About 45 minutes later, cops got a second call, this time in another part of the arena, where one man had fallen onto another man in a section below. "He clearly missed a step and wasn't holding onto that handrail and just kept going," a witness says. KTVU reports that both men were taken to a local hospital; the man who fell had serious but non-life-threatening injuries, while the man who got hit was hospitalized with serious injuries. Police say there didn't appear to be any "criminal violation" involved with this second fall.
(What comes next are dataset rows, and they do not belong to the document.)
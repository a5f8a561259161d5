//! Tracing setup: quiet stderr output plus a per-run debug log file.

use anyhow::Result;
use chrono::Utc;
use std::path::Path;
use tracing_appender::non_blocking::{NonBlocking, WorkerGuard};
use tracing_subscriber::filter::EnvFilter;
use tracing_subscriber::layer::SubscriberExt;
use tracing_subscriber::util::SubscriberInitExt;
use tracing_subscriber::{Layer, fmt};

/// Stderr stays silent unless `RUST_LOG` says otherwise.
const DEFAULT_STDERR_FILTER: &str = "error";
const RUN_LOG_FILTER: &str =
    "info,open_codex=debug,codex_agent=debug,codex_config=debug,codex_process=debug";

/// Create a log writer for this run.
///
/// Log files are created in `{state_dir}/logs/run-{timestamp}.log`. The
/// returned guard flushes the writer when dropped and must outlive logging.
pub fn create_run_log_writer(state_dir: &Path) -> Result<(NonBlocking, WorkerGuard)> {
    let log_dir = state_dir.join("logs");
    std::fs::create_dir_all(&log_dir)?;

    let file_name = format!("run-{}.log", Utc::now().format("%Y%m%d-%H%M%S"));
    let file_appender = tracing_appender::rolling::never(&log_dir, file_name);
    Ok(tracing_appender::non_blocking(file_appender))
}

/// Install the global subscriber. A log file that cannot be created only
/// costs the file layer.
pub fn init(state_dir: &Path) -> Option<WorkerGuard> {
    let stderr_filter = EnvFilter::try_from_default_env()
        .unwrap_or_else(|_| EnvFilter::new(DEFAULT_STDERR_FILTER));
    let stderr_layer = fmt::layer()
        .with_writer(std::io::stderr)
        .with_filter(stderr_filter);

    let (file_layer, guard, file_error) = match create_run_log_writer(state_dir) {
        Ok((writer, guard)) => {
            let layer = fmt::layer()
                .with_writer(writer)
                .with_ansi(false)
                .with_filter(EnvFilter::new(RUN_LOG_FILTER));
            (Some(layer), Some(guard), None)
        }
        Err(e) => (None, None, Some(e)),
    };

    tracing_subscriber::registry()
        .with(stderr_layer)
        .with(file_layer)
        .try_init()
        .ok();

    if let Some(e) = file_error {
        tracing::warn!("run log disabled: {e:#}");
    }
    guard
}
Robert Moen of Texas witnessed both incidents, telling the outlet that the man who died in the first fall appeared to have intentionally jumped. "We saw him right when he put his feet on the barrier, stood up, and just leapt," he says, adding it was "a huge drop, maybe four stories or so." Moen notes that he and his wife, shaken by what they'd witnessed, moved to another part of the stadium, "far away to try to recenter ourselves," when they saw the second person fall, though Moen adds that fall appeared to be accidental. By that point, he and his wife decided to leave.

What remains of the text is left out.